───── EXERCISE DATA ─────
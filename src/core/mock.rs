//! Scripted wallet provider for tests.
//!
//! Stands in for the browser-injected provider so session behavior can be
//! exercised natively: scripted accounts, chain id, and balances, per-call
//! failure injection, and call counters for asserting provider traffic.

use std::cell::RefCell;
use std::collections::HashMap;
use std::rc::Rc;
use std::str::FromStr;

use alloy_primitives::{Address, U256};

use crate::core::error::WalletError;
use crate::core::provider::{SessionEvents, Subscription, WalletProvider};

/// In-memory [`WalletProvider`] with scripted responses.
#[derive(Clone, Default)]
pub struct MockProvider {
    inner: Rc<RefCell<MockState>>,
}

struct MockState {
    accounts: Vec<String>,
    chain_id_hex: String,
    balances: HashMap<Address, U256>,
    fail_accounts: Option<WalletError>,
    fail_chain: Option<WalletError>,
    fail_balance: Option<WalletError>,
    accounts_calls: usize,
    chain_calls: usize,
    balance_calls: usize,
    subscribe_calls: usize,
    events: Option<SessionEvents>,
}

impl Default for MockState {
    fn default() -> Self {
        Self {
            accounts: Vec::new(),
            chain_id_hex: "0x1".to_string(),
            balances: HashMap::new(),
            fail_accounts: None,
            fail_chain: None,
            fail_balance: None,
            accounts_calls: 0,
            chain_calls: 0,
            balance_calls: 0,
            subscribe_calls: 0,
            events: None,
        }
    }
}

impl MockProvider {
    pub fn new() -> Self {
        Self::default()
    }

    pub fn set_accounts(&self, accounts: &[&str]) {
        self.inner.borrow_mut().accounts = accounts.iter().map(|a| a.to_string()).collect();
    }

    pub fn set_chain(&self, hex: &str) {
        self.inner.borrow_mut().chain_id_hex = hex.to_string();
    }

    pub fn set_balance(&self, address: &str, wei: U256) {
        let address = Address::from_str(address).expect("mock balance address must be valid");
        self.inner.borrow_mut().balances.insert(address, wei);
    }

    /// Fail the next `request_accounts` call with `error`.
    pub fn fail_accounts_with(&self, error: WalletError) {
        self.inner.borrow_mut().fail_accounts = Some(error);
    }

    /// Fail the next `chain_id` call with `error`.
    pub fn fail_chain_with(&self, error: WalletError) {
        self.inner.borrow_mut().fail_chain = Some(error);
    }

    /// Fail the next `balance_of` call with `error`.
    pub fn fail_balance_with(&self, error: WalletError) {
        self.inner.borrow_mut().fail_balance = Some(error);
    }

    pub fn accounts_calls(&self) -> usize {
        self.inner.borrow().accounts_calls
    }

    pub fn chain_calls(&self) -> usize {
        self.inner.borrow().chain_calls
    }

    pub fn balance_calls(&self) -> usize {
        self.inner.borrow().balance_calls
    }

    pub fn subscribe_calls(&self) -> usize {
        self.inner.borrow().subscribe_calls
    }

    /// Whether change listeners are currently registered.
    pub fn is_subscribed(&self) -> bool {
        self.inner.borrow().events.is_some()
    }
}

impl WalletProvider for MockProvider {
    async fn request_accounts(&self) -> Result<Vec<String>, WalletError> {
        let mut state = self.inner.borrow_mut();
        state.accounts_calls += 1;
        if let Some(error) = state.fail_accounts.take() {
            return Err(error);
        }
        Ok(state.accounts.clone())
    }

    async fn chain_id(&self) -> Result<String, WalletError> {
        let mut state = self.inner.borrow_mut();
        state.chain_calls += 1;
        if let Some(error) = state.fail_chain.take() {
            return Err(error);
        }
        Ok(state.chain_id_hex.clone())
    }

    async fn balance_of(&self, address: Address) -> Result<U256, WalletError> {
        let mut state = self.inner.borrow_mut();
        state.balance_calls += 1;
        if let Some(error) = state.fail_balance.take() {
            return Err(error);
        }
        Ok(state.balances.get(&address).copied().unwrap_or(U256::ZERO))
    }

    fn subscribe(&self, events: SessionEvents) -> Result<Subscription, WalletError> {
        let mut state = self.inner.borrow_mut();
        state.subscribe_calls += 1;
        state.events = Some(events);

        let inner = Rc::clone(&self.inner);
        Ok(Subscription::new(move || {
            inner.borrow_mut().events = None;
        }))
    }
}
//! Wallet connection panel.
//!
//! Connect/disconnect controls plus the connected account card showing
//! address, network, and native balance.

use leptos::prelude::*;
use leptos::task::spawn_local;
use leptos_icons::Icon;

use crate::app::AppContext;
use crate::components::icons as ic;
use crate::config::NATIVE_SYMBOL;
use crate::core::provider::{self, chain_name};
use crate::utils::format_eth_address;

stylance::import_crate_style!(css, "src/components/wallet.module.css");

/// Wallet session panel: connect prompt or connected account card.
#[component]
pub fn WalletPanel() -> impl IntoView {
    let ctx = use_context::<AppContext>().expect("AppContext must be provided at root");
    let session = ctx.wallet.session();

    let connected = Signal::derive(move || session.with(|s| s.is_connected()));

    view! {
        <section class=css::panel>
            {move || {
                if connected.get() {
                    view! { <AccountCard /> }.into_any()
                } else {
                    view! { <ConnectPrompt /> }.into_any()
                }
            }}
        </section>
    }
}

/// Connect button shown while no account is connected.
#[component]
fn ConnectPrompt() -> impl IntoView {
    let ctx = use_context::<AppContext>().expect("AppContext must be provided at root");
    let manager = ctx.wallet.clone();
    let session = manager.session();

    let connecting = Signal::derive(move || session.with(|s| s.connecting));

    let on_connect = move |_: leptos::ev::MouseEvent| {
        let manager = manager.clone();
        spawn_local(async move {
            let _ = manager.connect().await;
        });
    };

    view! {
        <div class=css::prompt>
            <p class=css::hint>
                "Connect a browser wallet to see your account, network, and balance."
            </p>
            <button
                class=css::primaryButton
                on:click=on_connect
                disabled=move || connecting.get()
            >
                <Icon icon=ic::WALLET />
                {move || if connecting.get() { "Connecting..." } else { "Connect Wallet" }}
            </button>
            {move || {
                (!provider::is_available()).then(|| {
                    view! {
                        <p class=css::warning>"No wallet detected in this browser."</p>
                    }
                })
            }}
        </div>
    }
}

/// Connected account details with a disconnect control.
#[component]
fn AccountCard() -> impl IntoView {
    let ctx = use_context::<AppContext>().expect("AppContext must be provided at root");
    let manager = ctx.wallet.clone();
    let session = manager.session();

    let address = Signal::derive(move || session.with(|s| s.address.clone().unwrap_or_default()));
    let network = Signal::derive(move || {
        session.with(|s| {
            s.network_id
                .map(|id| format!("{} (chain_id={id})", chain_name(id)))
                .unwrap_or_else(|| "unknown".to_string())
        })
    });
    let balance = Signal::derive(move || {
        session.with(|s| {
            s.balance
                .clone()
                .map(|b| format!("{b} {NATIVE_SYMBOL}"))
                .unwrap_or_else(|| "...".to_string())
        })
    });

    let on_disconnect = move |_: leptos::ev::MouseEvent| manager.disconnect();

    view! {
        <div class=css::card>
            <div class=css::row>
                <span class=css::rowLabel>
                    <Icon icon=ic::USER />
                    "Account"
                </span>
                <span class=css::rowValue title=move || address.get()>
                    {move || format_eth_address(&address.get())}
                </span>
            </div>

            <div class=css::row>
                <span class=css::rowLabel>
                    <Icon icon=ic::NETWORK />
                    "Network"
                </span>
                <span class=css::rowValue>{network}</span>
            </div>

            <div class=css::row>
                <span class=css::rowLabel>
                    <Icon icon=ic::BALANCE />
                    "Balance"
                </span>
                <span class=css::rowValue>{balance}</span>
            </div>

            <button class=css::secondaryButton on:click=on_disconnect>
                <Icon icon=ic::DISCONNECT />
                "Disconnect"
            </button>
        </div>
    }
}
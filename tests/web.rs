//! Browser smoke tests, run with `wasm-pack test --headless --chrome`.
//!
//! The headless browser has no injected wallet, so these exercise the
//! not-installed path of the provider shim.

#![cfg(target_arch = "wasm32")]

use wasm_bindgen_test::*;

use ethlens::core::error::WalletError;
use ethlens::core::provider::{self, InjectedProvider, WalletProvider};

wasm_bindgen_test_configure!(run_in_browser);

#[wasm_bindgen_test]
fn no_provider_is_detected() {
    assert!(!provider::is_available());
}

#[wasm_bindgen_test]
async fn requests_without_a_wallet_fail_cleanly() {
    let provider = InjectedProvider;
    assert_eq!(
        provider.request_accounts().await,
        Err(WalletError::NotInstalled)
    );
}
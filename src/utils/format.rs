//! Formatting utilities for addresses and balance display values.

use alloy_primitives::U256;
use alloy_primitives::utils::format_ether;

use crate::config::eth_address::{FULL_LEN, PREFIX_LEN, SUFFIX_START};

/// Format a wei amount as a decimal ether string.
///
/// Keeps full precision but trims trailing zeros, always leaving at least
/// one fractional digit: 10^18 wei formats as "1.0", not
/// "1.000000000000000000".
pub fn format_native_balance(wei: U256) -> String {
    let full = format_ether(wei);
    match full.split_once('.') {
        Some((whole, fraction)) => {
            let fraction = fraction.trim_end_matches('0');
            if fraction.is_empty() {
                format!("{whole}.0")
            } else {
                format!("{whole}.{fraction}")
            }
        }
        None => format!("{full}.0"),
    }
}

/// Format an Ethereum address for display (0x1234...5678).
pub fn format_eth_address(address: &str) -> String {
    if address.len() >= FULL_LEN {
        format!("{}...{}", &address[..PREFIX_LEN], &address[SUFFIX_START..])
    } else {
        address.to_string()
    }
}

#[cfg(test)]
mod tests {
    use super::*;

    fn wei(eth: u64, rem: u64) -> U256 {
        U256::from(eth) * U256::from(10u64).pow(U256::from(18)) + U256::from(rem)
    }

    #[test]
    fn test_whole_amounts_keep_one_fractional_digit() {
        assert_eq!(format_native_balance(wei(1, 0)), "1.0");
        assert_eq!(format_native_balance(U256::ZERO), "0.0");
        assert_eq!(format_native_balance(wei(1000, 0)), "1000.0");
    }

    #[test]
    fn test_trailing_zeros_are_trimmed() {
        // 2.5 ETH
        assert_eq!(
            format_native_balance(U256::from(2_500_000_000_000_000_000u128)),
            "2.5"
        );
        // 1.2345 ETH
        assert_eq!(
            format_native_balance(U256::from(1_234_500_000_000_000_000u128)),
            "1.2345"
        );
    }

    #[test]
    fn test_full_precision_is_preserved() {
        assert_eq!(format_native_balance(U256::from(1u64)), "0.000000000000000001");
        assert_eq!(format_native_balance(wei(1, 1)), "1.000000000000000001");
    }

    #[test]
    fn test_format_eth_address() {
        let addr = "0x1234567890abcdef1234567890abcdef12345678";
        assert_eq!(format_eth_address(addr), "0x1234...5678");
        assert_eq!(format_eth_address("short"), "short");
    }
}
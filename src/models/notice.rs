//! Toast notification payloads.

use std::sync::atomic::{AtomicUsize, Ordering};

/// Severity of a toast notification.
#[derive(Clone, Copy, Debug, PartialEq, Eq)]
pub enum NoticeKind {
    /// Informational message (account/network changes, disconnect).
    Info,
    /// Successful operation (connected).
    Success,
    /// Failed operation (rejection, invalid address, provider errors).
    Error,
}

/// A single toast notification with a unique ID.
#[derive(Clone, Debug)]
pub struct Notice {
    /// Unique ID for efficient keying in For loops and for dismissal.
    pub id: usize,
    pub kind: NoticeKind,
    pub message: String,
}

// Global counter for generating unique IDs
static NOTICE_COUNTER: AtomicUsize = AtomicUsize::new(0);

impl Notice {
    fn new(kind: NoticeKind, message: impl Into<String>) -> Self {
        Self {
            id: NOTICE_COUNTER.fetch_add(1, Ordering::Relaxed),
            kind,
            message: message.into(),
        }
    }

    pub fn info(message: impl Into<String>) -> Self {
        Self::new(NoticeKind::Info, message)
    }

    pub fn success(message: impl Into<String>) -> Self {
        Self::new(NoticeKind::Success, message)
    }

    pub fn error(message: impl Into<String>) -> Self {
        Self::new(NoticeKind::Error, message)
    }
}

impl PartialEq for Notice {
    fn eq(&self, other: &Self) -> bool {
        // Only compare content, not ID
        self.kind == other.kind && self.message == other.message
    }
}

#[cfg(test)]
mod tests {
    use super::*;

    #[test]
    fn test_ids_are_unique() {
        let a = Notice::info("one");
        let b = Notice::info("two");
        assert_ne!(a.id, b.id);
    }

    #[test]
    fn test_eq_ignores_id() {
        let a = Notice::error("boom");
        let b = Notice::error("boom");
        assert_ne!(a.id, b.id);
        assert_eq!(a, b);
    }

    #[test]
    fn test_kinds() {
        assert_eq!(Notice::info("x").kind, NoticeKind::Info);
        assert_eq!(Notice::success("x").kind, NoticeKind::Success);
        assert_eq!(Notice::error("x").kind, NoticeKind::Error);
    }
}
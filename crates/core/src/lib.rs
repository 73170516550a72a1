// SPDX-License-Identifier: BUSL-1.1
// Copyright (c) 2026 Alfred Jean LLC

// Allow panic!/unwrap/expect in test code
#![cfg_attr(test, allow(clippy::panic))]
#![cfg_attr(test, allow(clippy::unwrap_used))]
#![cfg_attr(test, allow(clippy::expect_used))]

//! gn-core: Report model, localization seam and diagnostic traces for the gn notifier

pub mod i18n;
pub mod report;
pub mod trace;

pub use i18n::{Catalog, CatalogError, Localizer, Untranslated};
pub use report::{Report, Severity, DEFAULT_EXIT_CODE};
pub use trace::{render_trace, write_trace, CauseChain};
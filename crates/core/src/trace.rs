// SPDX-License-Identifier: BUSL-1.1
// Copyright (c) 2026 Alfred Jean LLC

//! Diagnostic traces for the cause attached to a notification.

use std::error::Error;
use std::fmt;
use std::io::Write;

/// Render `err` and its `source()` chain, outermost first.
pub fn render_trace(err: &(dyn Error + 'static)) -> String {
    let mut out = err.to_string();
    let mut sources = std::iter::successors(err.source(), |&e| e.source()).peekable();
    if sources.peek().is_some() {
        out.push_str("\n\nCaused by:");
        for (i, source) in sources.enumerate() {
            out.push_str(&format!("\n    {i}: {source}"));
        }
    }
    out.push('\n');
    out
}

/// Write the trace of `err` to `w` in one write.
///
/// Best-effort: I/O failures are swallowed so the caller's path continues.
pub fn write_trace(w: &mut impl Write, err: &(dyn Error + 'static)) {
    let rendered = render_trace(err);
    let _ = w.write_all(rendered.as_bytes());
    let _ = w.flush();
}

/// Error chain assembled from plain messages, e.g. from command-line input
#[derive(Debug, Clone, PartialEq, Eq)]
pub struct CauseChain {
    message: String,
    source: Option<Box<CauseChain>>,
}

impl CauseChain {
    pub fn new(message: impl Into<String>) -> Self {
        Self { message: message.into(), source: None }
    }

    /// Build a chain from messages ordered outermost first.
    /// Returns `None` when there are no messages.
    pub fn from_messages<I, S>(messages: I) -> Option<Self>
    where
        I: IntoIterator<Item = S>,
        I::IntoIter: DoubleEndedIterator,
        S: Into<String>,
    {
        messages.into_iter().rev().fold(None, |inner, message| {
            Some(Self { message: message.into(), source: inner.map(Box::new) })
        })
    }
}

impl fmt::Display for CauseChain {
    fn fmt(&self, f: &mut fmt::Formatter<'_>) -> fmt::Result {
        write!(f, "{}", self.message)
    }
}

impl Error for CauseChain {
    fn source(&self) -> Option<&(dyn Error + 'static)> {
        self.source.as_deref().map(|e| e as &(dyn Error + 'static))
    }
}

#[cfg(test)]
#[path = "trace_tests.rs"]
mod tests;
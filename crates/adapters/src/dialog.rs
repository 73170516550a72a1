// SPDX-License-Identifier: BUSL-1.1
// Copyright (c) 2026 Alfred Jean LLC

use std::io::Write;

use gn_core::Severity;
use native_dialog::{DialogBuilder, MessageLevel};
use thiserror::Error;

use crate::env;

/// Errors from dialog operations
#[derive(Debug, Error)]
pub enum DialogError {
    #[error("dialog unavailable: {0}")]
    Unavailable(String),
    #[error("console write failed: {0}")]
    Write(#[from] std::io::Error),
}

/// Adapter for presenting a modal dialog
pub trait DialogAdapter {
    /// Show a dialog and block until the user dismisses it
    fn show(&self, severity: Severity, title: &str, message: &str) -> Result<(), DialogError>;
}

impl<T: DialogAdapter + ?Sized> DialogAdapter for Box<T> {
    fn show(&self, severity: Severity, title: &str, message: &str) -> Result<(), DialogError> {
        (**self).show(severity, title, message)
    }
}

/// Native dialog adapter using native-dialog.
///
/// On Linux the dialog is drawn by `zenity` or `kdialog`. native-dialog maps a
/// non-zero exit of those tools to a plain dismissal, so a missing display is
/// detected up front and reported as `Unavailable`, as is a missing backend.
#[derive(Clone, Copy, Debug, Default)]
pub struct NativeDialogAdapter;

impl NativeDialogAdapter {
    pub fn new() -> Self {
        Self
    }
}

fn message_level(severity: Severity) -> MessageLevel {
    match severity {
        Severity::Info => MessageLevel::Info,
        Severity::Warning => MessageLevel::Warning,
        Severity::Error => MessageLevel::Error,
    }
}

impl DialogAdapter for NativeDialogAdapter {
    fn show(&self, severity: Severity, title: &str, message: &str) -> Result<(), DialogError> {
        if !env::has_display() {
            return Err(DialogError::Unavailable(
                "no DISPLAY or WAYLAND_DISPLAY set".to_string(),
            ));
        }
        tracing::info!(%severity, %title, "showing native dialog");
        DialogBuilder::message()
            .set_level(message_level(severity))
            .set_title(title)
            .set_text(message)
            .alert()
            .show()
            .map_err(|e| DialogError::Unavailable(e.to_string()))?;
        tracing::info!(%title, "native dialog dismissed");
        Ok(())
    }
}

/// Renders dialogs as text on stderr, for headless environments
#[derive(Clone, Copy, Debug, Default)]
pub struct ConsoleDialogAdapter;

impl ConsoleDialogAdapter {
    pub fn new() -> Self {
        Self
    }

    /// Text block written in place of a dialog
    pub fn render(severity: Severity, title: &str, message: &str) -> String {
        format!("{severity}: {title}\n{message}\n")
    }
}

impl DialogAdapter for ConsoleDialogAdapter {
    fn show(&self, severity: Severity, title: &str, message: &str) -> Result<(), DialogError> {
        let mut stderr = std::io::stderr().lock();
        stderr.write_all(Self::render(severity, title, message).as_bytes())?;
        stderr.flush()?;
        Ok(())
    }
}

#[cfg(any(test, feature = "test-support"))]
#[cfg_attr(coverage_nightly, coverage(off))]
mod fake {
    use super::{DialogAdapter, DialogError};
    use gn_core::Severity;
    use parking_lot::Mutex;
    use std::sync::Arc;

    /// Recorded dialog
    #[derive(Debug, Clone, PartialEq, Eq)]
    pub struct DialogCall {
        pub severity: Severity,
        pub title: String,
        pub message: String,
    }

    struct FakeDialogState {
        calls: Vec<DialogCall>,
        unavailable: bool,
    }

    /// Fake dialog adapter for testing
    #[derive(Clone)]
    pub struct FakeDialogAdapter {
        inner: Arc<Mutex<FakeDialogState>>,
    }

    impl Default for FakeDialogAdapter {
        fn default() -> Self {
            Self {
                inner: Arc::new(Mutex::new(FakeDialogState { calls: Vec::new(), unavailable: false })),
            }
        }
    }

    impl FakeDialogAdapter {
        pub fn new() -> Self {
            Self::default()
        }

        /// A fake that behaves like a machine without a display
        pub fn unavailable() -> Self {
            let fake = Self::default();
            fake.inner.lock().unavailable = true;
            fake
        }

        /// Get all recorded dialogs
        pub fn calls(&self) -> Vec<DialogCall> {
            self.inner.lock().calls.clone()
        }
    }

    impl DialogAdapter for FakeDialogAdapter {
        fn show(&self, severity: Severity, title: &str, message: &str) -> Result<(), DialogError> {
            let mut inner = self.inner.lock();
            inner.calls.push(DialogCall {
                severity,
                title: title.to_string(),
                message: message.to_string(),
            });
            if inner.unavailable {
                return Err(DialogError::Unavailable("no display".to_string()));
            }
            Ok(())
        }
    }
}

#[cfg(any(test, feature = "test-support"))]
pub use fake::{DialogCall, FakeDialogAdapter};

#[cfg(test)]
#[path = "dialog_tests.rs"]
mod tests;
─────
◆ **ABOUT THIS EXERCISE**: Produce a word-for-word copy of everything above from the line holding "let _ = manager.connect().await;" down to the line holding "class=css::primaryButton", with both of those lines kept.

◆ **RESULT FOR THIS TASK**:
            let _ = manager.connect().await;
        });
    };

    view! {
        <div class=css::prompt>
            <p class=css::hint>
                "Connect a browser wallet to see your account, network, and balance."
            </p>
            <button
                class=css::primaryButton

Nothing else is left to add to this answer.